_What to do_. Comb through the entries for "Display" and pull out each line that holds it.

#### Supplied entries ####

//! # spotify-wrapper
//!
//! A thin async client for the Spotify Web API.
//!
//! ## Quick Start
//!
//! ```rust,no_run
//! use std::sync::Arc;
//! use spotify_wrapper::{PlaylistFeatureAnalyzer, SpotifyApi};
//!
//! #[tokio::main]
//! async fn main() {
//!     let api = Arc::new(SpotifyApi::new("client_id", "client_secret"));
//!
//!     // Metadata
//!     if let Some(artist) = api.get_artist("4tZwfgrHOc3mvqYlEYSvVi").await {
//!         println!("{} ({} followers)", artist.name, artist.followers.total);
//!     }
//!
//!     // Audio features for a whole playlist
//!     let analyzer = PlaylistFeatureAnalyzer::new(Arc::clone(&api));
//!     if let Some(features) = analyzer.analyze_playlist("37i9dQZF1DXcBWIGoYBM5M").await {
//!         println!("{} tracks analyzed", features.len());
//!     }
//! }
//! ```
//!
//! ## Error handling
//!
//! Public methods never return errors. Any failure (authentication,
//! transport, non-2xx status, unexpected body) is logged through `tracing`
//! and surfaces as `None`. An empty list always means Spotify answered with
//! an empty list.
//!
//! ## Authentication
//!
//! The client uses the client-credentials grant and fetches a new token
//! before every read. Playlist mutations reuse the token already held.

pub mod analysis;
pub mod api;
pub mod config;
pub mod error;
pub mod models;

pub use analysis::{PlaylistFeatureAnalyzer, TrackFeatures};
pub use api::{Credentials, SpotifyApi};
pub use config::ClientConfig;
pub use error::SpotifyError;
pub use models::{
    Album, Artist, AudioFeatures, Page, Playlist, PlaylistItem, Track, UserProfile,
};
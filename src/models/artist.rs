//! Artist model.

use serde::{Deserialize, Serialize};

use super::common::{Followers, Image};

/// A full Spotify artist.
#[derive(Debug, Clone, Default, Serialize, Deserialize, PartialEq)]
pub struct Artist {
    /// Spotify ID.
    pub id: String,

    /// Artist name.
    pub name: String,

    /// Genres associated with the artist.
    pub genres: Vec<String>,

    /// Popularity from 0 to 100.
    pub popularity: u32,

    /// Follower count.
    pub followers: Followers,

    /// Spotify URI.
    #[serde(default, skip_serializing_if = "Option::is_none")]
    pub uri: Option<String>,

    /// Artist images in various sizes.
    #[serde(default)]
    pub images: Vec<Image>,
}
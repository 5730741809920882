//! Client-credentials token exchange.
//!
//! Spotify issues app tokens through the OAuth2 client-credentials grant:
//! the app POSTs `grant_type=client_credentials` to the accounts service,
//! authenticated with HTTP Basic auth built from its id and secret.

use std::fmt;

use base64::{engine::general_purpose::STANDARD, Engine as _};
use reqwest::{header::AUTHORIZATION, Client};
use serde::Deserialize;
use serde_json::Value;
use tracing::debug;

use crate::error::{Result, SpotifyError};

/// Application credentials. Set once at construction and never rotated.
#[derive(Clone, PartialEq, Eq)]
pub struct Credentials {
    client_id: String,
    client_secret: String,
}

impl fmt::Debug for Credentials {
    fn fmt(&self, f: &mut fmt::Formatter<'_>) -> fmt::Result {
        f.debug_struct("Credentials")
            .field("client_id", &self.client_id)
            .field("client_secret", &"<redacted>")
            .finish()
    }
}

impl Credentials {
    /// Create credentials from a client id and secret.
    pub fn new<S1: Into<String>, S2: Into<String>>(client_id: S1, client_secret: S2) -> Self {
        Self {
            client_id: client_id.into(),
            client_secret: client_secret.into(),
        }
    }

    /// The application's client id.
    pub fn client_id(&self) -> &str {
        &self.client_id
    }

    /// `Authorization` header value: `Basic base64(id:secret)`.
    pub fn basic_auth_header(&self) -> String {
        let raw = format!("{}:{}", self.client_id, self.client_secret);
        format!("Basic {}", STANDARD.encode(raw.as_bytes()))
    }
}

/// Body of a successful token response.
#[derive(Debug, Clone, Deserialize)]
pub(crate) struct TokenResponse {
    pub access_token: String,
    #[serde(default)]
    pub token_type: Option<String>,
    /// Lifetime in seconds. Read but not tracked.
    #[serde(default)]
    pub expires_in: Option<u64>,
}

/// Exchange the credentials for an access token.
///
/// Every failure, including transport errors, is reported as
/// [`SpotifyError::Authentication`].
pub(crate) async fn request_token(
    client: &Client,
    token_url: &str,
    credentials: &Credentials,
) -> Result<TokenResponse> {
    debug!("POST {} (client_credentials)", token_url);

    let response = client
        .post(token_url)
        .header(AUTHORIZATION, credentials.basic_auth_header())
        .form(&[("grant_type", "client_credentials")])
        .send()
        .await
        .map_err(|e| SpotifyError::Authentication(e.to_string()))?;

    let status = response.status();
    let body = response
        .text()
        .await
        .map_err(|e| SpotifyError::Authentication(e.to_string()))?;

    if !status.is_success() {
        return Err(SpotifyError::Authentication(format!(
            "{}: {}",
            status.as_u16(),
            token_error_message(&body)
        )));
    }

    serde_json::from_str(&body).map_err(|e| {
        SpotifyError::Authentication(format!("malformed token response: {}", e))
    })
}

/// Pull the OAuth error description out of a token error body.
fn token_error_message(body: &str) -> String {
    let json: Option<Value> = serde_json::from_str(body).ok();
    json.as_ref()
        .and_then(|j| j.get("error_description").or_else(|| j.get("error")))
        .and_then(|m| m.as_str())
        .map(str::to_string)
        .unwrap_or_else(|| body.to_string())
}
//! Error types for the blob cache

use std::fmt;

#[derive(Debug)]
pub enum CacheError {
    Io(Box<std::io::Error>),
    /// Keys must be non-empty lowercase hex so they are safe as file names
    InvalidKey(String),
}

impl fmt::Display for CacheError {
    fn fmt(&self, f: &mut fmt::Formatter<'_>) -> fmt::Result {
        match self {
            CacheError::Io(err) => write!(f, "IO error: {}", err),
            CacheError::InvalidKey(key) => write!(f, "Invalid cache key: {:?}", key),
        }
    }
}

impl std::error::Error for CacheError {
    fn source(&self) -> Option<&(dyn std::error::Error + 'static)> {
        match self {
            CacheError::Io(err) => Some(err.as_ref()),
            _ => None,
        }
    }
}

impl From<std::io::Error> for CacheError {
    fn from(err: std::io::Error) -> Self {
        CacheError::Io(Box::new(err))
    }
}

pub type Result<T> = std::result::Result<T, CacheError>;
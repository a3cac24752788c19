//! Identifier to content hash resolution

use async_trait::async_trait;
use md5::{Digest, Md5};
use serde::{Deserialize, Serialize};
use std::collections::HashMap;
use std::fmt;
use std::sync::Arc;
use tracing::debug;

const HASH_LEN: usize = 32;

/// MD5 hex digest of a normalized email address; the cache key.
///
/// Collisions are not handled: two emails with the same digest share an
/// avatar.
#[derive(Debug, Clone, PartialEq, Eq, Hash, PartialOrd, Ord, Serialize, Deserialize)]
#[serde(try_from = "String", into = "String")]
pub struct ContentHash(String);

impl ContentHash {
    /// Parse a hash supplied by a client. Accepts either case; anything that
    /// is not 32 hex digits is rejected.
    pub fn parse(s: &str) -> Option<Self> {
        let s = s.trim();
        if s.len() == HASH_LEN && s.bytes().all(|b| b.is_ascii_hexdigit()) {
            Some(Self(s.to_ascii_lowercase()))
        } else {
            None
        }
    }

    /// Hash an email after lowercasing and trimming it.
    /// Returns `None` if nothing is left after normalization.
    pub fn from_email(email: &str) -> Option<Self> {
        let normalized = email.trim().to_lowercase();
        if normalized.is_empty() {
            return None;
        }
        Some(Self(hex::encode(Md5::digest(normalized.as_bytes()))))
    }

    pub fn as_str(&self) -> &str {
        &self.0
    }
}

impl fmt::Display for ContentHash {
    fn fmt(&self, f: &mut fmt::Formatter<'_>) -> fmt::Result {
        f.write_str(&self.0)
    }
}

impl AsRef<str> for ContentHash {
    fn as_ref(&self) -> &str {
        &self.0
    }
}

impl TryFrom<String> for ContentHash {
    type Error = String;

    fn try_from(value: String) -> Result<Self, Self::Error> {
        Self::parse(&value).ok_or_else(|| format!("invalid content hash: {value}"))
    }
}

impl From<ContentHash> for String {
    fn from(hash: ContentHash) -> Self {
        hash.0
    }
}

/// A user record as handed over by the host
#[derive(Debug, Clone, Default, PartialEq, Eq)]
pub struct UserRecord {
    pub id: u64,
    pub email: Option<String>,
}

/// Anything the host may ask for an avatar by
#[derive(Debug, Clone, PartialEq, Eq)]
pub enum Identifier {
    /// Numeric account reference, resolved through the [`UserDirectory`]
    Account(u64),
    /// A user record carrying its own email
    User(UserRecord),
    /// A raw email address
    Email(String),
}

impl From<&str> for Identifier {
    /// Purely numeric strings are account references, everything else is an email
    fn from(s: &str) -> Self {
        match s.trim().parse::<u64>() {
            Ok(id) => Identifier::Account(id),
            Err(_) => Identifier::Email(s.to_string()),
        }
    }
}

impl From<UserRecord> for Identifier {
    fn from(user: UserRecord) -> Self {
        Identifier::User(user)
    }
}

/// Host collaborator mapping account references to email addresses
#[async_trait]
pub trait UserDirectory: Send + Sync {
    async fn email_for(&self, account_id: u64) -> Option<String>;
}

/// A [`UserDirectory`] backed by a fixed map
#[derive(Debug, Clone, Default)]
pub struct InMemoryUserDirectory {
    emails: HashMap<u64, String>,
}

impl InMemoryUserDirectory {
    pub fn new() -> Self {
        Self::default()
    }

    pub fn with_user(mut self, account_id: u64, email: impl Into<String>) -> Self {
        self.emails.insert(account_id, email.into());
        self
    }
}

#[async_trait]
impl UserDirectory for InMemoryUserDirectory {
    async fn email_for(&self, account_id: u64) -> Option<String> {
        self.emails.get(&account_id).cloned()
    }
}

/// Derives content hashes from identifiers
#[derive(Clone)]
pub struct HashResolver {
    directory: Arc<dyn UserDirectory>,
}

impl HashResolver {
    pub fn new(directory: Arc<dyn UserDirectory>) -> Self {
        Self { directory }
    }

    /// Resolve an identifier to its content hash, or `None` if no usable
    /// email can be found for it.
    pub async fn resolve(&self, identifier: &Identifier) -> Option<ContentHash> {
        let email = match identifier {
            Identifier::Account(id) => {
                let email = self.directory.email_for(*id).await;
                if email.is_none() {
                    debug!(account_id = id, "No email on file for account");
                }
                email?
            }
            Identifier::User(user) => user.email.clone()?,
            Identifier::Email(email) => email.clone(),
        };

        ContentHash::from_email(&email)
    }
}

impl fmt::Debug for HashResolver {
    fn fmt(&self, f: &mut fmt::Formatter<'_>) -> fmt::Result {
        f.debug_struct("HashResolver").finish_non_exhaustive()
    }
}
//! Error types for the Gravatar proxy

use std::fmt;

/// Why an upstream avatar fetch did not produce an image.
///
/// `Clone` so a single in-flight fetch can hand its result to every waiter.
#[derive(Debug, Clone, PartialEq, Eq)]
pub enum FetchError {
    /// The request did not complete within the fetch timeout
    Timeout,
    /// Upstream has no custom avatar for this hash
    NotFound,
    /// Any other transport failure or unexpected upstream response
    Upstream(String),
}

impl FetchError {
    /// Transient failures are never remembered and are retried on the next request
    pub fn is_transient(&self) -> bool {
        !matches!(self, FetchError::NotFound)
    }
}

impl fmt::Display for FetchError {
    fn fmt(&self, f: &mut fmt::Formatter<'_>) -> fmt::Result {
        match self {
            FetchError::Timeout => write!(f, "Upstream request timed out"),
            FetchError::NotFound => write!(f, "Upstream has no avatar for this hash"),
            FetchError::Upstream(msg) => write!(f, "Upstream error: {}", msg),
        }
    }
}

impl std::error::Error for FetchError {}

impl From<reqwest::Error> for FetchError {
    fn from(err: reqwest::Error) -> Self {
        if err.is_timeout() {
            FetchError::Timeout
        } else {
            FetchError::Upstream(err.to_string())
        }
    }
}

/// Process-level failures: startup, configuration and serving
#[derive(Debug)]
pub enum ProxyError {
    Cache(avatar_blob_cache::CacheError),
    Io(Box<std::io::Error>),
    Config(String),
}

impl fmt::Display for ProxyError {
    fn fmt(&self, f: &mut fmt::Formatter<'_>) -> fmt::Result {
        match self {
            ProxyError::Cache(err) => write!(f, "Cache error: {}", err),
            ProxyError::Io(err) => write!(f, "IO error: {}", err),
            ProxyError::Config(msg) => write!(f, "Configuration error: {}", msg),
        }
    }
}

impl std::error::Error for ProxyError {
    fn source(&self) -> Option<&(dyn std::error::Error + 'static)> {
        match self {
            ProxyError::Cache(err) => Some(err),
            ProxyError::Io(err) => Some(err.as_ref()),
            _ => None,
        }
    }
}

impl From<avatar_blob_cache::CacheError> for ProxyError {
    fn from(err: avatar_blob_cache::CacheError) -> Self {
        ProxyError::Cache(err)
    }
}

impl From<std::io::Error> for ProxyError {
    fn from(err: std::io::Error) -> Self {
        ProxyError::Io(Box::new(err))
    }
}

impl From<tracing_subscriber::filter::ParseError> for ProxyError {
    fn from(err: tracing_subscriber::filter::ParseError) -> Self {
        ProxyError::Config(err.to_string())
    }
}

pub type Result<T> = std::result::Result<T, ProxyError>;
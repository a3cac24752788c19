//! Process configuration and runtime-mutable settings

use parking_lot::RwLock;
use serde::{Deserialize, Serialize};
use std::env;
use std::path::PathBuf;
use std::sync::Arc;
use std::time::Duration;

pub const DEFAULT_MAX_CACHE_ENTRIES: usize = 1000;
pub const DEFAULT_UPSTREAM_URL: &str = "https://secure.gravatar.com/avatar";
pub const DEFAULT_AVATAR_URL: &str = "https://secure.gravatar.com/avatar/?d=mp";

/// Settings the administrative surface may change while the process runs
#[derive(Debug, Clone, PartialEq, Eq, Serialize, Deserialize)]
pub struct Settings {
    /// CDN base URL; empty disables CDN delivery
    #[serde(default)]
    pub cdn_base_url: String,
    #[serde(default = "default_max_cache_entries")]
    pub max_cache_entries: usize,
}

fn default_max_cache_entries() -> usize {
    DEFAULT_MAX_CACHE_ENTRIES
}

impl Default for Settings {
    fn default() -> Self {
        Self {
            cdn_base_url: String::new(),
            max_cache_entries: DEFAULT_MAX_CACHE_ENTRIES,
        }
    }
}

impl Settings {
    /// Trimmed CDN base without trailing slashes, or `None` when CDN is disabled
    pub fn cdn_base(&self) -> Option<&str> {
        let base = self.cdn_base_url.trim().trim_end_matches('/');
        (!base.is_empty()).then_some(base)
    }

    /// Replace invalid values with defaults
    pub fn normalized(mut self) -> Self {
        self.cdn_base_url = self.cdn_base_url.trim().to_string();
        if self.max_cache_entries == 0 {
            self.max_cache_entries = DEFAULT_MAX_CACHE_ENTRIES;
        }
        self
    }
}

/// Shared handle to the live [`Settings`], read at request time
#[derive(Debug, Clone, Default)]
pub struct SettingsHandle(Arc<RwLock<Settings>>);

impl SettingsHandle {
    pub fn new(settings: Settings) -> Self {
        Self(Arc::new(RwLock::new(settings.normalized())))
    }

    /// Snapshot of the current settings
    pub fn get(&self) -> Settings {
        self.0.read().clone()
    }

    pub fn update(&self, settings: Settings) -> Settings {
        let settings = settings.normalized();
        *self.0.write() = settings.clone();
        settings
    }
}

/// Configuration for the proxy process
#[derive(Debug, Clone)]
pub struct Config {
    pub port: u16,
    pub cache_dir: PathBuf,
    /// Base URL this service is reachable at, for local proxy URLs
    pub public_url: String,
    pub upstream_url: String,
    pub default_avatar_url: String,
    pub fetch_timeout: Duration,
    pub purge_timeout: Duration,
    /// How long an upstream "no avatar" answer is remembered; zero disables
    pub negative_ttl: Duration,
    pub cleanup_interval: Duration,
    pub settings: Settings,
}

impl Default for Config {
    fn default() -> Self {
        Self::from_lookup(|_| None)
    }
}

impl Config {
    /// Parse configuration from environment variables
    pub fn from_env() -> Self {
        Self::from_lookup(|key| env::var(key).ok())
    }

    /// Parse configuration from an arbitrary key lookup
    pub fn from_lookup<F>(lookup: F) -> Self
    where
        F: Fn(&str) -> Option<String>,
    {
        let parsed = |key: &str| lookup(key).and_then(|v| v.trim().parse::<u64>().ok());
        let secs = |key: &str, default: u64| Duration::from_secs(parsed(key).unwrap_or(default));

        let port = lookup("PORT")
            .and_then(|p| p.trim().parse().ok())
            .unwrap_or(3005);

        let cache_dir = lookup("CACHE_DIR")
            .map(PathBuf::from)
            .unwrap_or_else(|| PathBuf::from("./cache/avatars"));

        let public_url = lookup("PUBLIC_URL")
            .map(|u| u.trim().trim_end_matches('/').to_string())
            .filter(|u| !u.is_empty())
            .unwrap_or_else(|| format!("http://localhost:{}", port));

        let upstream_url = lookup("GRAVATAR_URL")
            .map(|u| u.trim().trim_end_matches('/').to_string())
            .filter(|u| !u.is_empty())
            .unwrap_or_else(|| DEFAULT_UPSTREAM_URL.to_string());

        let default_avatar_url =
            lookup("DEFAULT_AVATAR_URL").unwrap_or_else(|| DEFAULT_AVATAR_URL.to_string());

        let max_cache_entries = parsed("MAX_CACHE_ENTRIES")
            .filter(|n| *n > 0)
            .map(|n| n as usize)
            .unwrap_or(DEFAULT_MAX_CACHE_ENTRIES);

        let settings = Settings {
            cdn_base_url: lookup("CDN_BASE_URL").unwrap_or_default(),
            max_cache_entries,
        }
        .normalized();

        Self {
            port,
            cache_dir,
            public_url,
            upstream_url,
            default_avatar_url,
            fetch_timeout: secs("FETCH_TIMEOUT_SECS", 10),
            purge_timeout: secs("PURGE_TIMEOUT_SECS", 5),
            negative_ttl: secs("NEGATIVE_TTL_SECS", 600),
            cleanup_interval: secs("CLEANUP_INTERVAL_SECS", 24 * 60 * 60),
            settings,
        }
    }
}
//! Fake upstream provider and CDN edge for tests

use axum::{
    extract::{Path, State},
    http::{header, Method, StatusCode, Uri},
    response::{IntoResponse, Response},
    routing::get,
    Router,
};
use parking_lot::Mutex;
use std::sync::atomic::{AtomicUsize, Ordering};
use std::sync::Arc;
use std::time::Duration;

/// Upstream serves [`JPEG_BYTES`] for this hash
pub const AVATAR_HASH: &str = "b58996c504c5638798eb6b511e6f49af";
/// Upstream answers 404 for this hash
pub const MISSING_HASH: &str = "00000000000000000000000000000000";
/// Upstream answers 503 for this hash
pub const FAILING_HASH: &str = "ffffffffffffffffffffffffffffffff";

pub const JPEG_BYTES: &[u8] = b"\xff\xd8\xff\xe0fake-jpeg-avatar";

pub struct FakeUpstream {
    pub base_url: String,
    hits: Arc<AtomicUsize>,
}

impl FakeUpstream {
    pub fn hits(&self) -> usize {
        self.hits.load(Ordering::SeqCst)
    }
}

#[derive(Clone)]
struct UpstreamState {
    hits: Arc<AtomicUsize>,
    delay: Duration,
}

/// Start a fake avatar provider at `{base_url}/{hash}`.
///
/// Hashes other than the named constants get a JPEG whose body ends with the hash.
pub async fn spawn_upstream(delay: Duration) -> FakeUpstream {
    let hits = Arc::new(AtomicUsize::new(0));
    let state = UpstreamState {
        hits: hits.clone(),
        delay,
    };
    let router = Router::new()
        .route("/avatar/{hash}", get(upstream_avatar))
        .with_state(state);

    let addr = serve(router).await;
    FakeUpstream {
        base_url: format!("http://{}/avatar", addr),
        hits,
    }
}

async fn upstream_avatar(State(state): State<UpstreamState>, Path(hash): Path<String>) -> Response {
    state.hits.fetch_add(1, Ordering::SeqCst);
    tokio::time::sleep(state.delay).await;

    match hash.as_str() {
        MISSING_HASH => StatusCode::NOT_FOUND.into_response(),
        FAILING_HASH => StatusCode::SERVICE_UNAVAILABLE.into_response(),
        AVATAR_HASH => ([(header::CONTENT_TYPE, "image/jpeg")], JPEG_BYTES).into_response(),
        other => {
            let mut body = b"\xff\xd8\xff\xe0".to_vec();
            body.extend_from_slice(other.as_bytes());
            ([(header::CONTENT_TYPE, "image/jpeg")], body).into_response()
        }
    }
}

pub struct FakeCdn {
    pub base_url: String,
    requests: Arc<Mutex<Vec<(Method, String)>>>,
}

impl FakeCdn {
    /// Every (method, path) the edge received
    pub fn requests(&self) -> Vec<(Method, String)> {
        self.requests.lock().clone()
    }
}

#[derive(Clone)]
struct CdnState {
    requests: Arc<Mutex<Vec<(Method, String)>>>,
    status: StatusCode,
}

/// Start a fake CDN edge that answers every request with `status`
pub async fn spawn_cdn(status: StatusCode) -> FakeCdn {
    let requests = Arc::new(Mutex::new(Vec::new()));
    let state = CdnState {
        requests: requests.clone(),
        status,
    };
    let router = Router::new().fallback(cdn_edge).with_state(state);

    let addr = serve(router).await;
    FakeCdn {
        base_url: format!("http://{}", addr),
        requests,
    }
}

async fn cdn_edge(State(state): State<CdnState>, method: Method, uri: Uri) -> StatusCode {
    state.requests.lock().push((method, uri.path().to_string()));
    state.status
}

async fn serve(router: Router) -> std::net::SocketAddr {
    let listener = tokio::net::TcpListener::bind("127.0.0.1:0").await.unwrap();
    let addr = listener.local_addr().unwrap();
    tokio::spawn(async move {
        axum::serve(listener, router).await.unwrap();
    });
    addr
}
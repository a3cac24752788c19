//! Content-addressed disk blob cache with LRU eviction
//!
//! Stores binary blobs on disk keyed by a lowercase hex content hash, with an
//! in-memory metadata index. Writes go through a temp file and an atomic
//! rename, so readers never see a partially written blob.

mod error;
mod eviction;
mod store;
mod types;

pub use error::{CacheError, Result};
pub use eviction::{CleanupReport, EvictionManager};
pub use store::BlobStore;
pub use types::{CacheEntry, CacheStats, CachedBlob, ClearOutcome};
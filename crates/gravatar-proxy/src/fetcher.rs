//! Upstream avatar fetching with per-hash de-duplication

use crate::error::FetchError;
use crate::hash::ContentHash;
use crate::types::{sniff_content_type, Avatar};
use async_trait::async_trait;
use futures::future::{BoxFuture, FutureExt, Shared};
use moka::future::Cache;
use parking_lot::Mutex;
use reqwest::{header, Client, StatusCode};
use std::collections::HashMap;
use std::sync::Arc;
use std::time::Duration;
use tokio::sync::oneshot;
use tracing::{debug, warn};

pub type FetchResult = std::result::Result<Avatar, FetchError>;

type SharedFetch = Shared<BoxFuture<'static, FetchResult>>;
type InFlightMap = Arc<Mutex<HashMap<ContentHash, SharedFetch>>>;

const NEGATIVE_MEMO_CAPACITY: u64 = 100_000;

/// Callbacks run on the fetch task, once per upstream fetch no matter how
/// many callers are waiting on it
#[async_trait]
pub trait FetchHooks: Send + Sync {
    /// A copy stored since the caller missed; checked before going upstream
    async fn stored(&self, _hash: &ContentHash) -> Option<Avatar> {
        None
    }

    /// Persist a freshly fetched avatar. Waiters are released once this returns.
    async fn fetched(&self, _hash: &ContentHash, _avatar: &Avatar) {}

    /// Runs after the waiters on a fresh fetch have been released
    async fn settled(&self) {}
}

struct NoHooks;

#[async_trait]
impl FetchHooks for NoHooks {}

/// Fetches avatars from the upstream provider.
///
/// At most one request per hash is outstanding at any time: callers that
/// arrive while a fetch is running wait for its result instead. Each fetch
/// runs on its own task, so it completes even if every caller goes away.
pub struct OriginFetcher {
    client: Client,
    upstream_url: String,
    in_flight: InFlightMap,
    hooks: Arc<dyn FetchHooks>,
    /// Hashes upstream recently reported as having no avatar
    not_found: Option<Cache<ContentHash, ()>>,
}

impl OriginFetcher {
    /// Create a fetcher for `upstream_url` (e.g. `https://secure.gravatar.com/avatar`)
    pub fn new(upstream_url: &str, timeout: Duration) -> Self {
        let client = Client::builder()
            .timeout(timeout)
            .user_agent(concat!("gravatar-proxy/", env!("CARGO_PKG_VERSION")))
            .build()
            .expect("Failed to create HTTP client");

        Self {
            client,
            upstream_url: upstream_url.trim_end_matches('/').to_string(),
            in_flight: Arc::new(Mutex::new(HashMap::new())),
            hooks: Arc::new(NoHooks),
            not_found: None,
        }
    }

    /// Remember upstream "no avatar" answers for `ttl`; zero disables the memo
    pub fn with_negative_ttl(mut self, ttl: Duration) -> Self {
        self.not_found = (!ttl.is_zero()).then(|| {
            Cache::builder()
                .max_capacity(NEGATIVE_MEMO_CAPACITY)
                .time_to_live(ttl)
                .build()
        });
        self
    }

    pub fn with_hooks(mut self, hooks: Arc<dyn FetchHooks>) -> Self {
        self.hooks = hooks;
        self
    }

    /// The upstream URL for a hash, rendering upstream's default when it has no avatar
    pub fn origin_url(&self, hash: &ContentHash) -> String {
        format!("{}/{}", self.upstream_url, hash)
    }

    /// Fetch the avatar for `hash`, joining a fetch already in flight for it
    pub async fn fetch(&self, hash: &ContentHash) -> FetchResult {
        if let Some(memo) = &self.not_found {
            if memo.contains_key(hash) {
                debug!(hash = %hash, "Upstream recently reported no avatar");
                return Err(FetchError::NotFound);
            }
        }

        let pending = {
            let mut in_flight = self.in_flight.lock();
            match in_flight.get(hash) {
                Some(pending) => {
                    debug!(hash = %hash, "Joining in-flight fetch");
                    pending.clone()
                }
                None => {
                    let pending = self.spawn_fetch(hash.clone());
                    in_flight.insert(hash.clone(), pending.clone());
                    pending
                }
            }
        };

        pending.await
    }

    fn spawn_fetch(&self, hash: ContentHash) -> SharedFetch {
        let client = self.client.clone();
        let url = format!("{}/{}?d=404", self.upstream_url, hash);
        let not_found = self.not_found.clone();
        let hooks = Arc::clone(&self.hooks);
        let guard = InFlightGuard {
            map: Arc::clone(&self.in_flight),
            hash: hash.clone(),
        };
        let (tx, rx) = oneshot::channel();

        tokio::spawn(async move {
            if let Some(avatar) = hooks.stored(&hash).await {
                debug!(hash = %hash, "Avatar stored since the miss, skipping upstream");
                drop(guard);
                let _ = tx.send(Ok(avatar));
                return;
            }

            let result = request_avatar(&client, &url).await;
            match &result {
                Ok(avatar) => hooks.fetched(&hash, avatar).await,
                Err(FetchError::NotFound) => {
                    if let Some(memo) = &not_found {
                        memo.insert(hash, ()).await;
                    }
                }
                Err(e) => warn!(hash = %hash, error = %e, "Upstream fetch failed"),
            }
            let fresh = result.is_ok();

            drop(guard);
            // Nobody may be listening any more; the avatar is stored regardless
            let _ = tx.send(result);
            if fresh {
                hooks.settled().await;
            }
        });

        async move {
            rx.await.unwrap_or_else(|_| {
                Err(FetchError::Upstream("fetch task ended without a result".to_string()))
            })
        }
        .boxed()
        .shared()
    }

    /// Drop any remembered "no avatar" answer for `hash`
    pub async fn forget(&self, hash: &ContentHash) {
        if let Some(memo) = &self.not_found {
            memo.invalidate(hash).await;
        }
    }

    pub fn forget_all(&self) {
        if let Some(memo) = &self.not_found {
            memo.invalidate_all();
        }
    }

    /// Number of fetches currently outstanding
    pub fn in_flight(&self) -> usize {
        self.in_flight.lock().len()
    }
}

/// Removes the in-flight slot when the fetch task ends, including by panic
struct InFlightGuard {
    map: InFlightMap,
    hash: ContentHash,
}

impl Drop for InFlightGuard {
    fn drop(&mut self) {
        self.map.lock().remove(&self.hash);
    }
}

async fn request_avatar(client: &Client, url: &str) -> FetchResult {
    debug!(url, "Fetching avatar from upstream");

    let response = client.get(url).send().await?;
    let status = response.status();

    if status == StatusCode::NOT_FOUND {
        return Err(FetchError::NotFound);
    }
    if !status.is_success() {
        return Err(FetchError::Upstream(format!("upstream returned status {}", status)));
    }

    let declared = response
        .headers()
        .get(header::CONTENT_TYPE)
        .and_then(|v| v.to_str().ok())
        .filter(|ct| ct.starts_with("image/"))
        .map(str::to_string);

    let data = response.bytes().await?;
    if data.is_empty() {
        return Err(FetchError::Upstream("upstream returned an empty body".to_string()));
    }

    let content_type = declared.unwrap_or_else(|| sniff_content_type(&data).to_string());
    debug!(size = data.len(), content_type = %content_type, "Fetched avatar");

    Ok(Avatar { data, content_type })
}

####

_Written response_.
impl fmt::Display for CacheError {
impl fmt::Display for ContentHash {
impl fmt::Display for FetchError {
impl fmt::Display for ProxyError {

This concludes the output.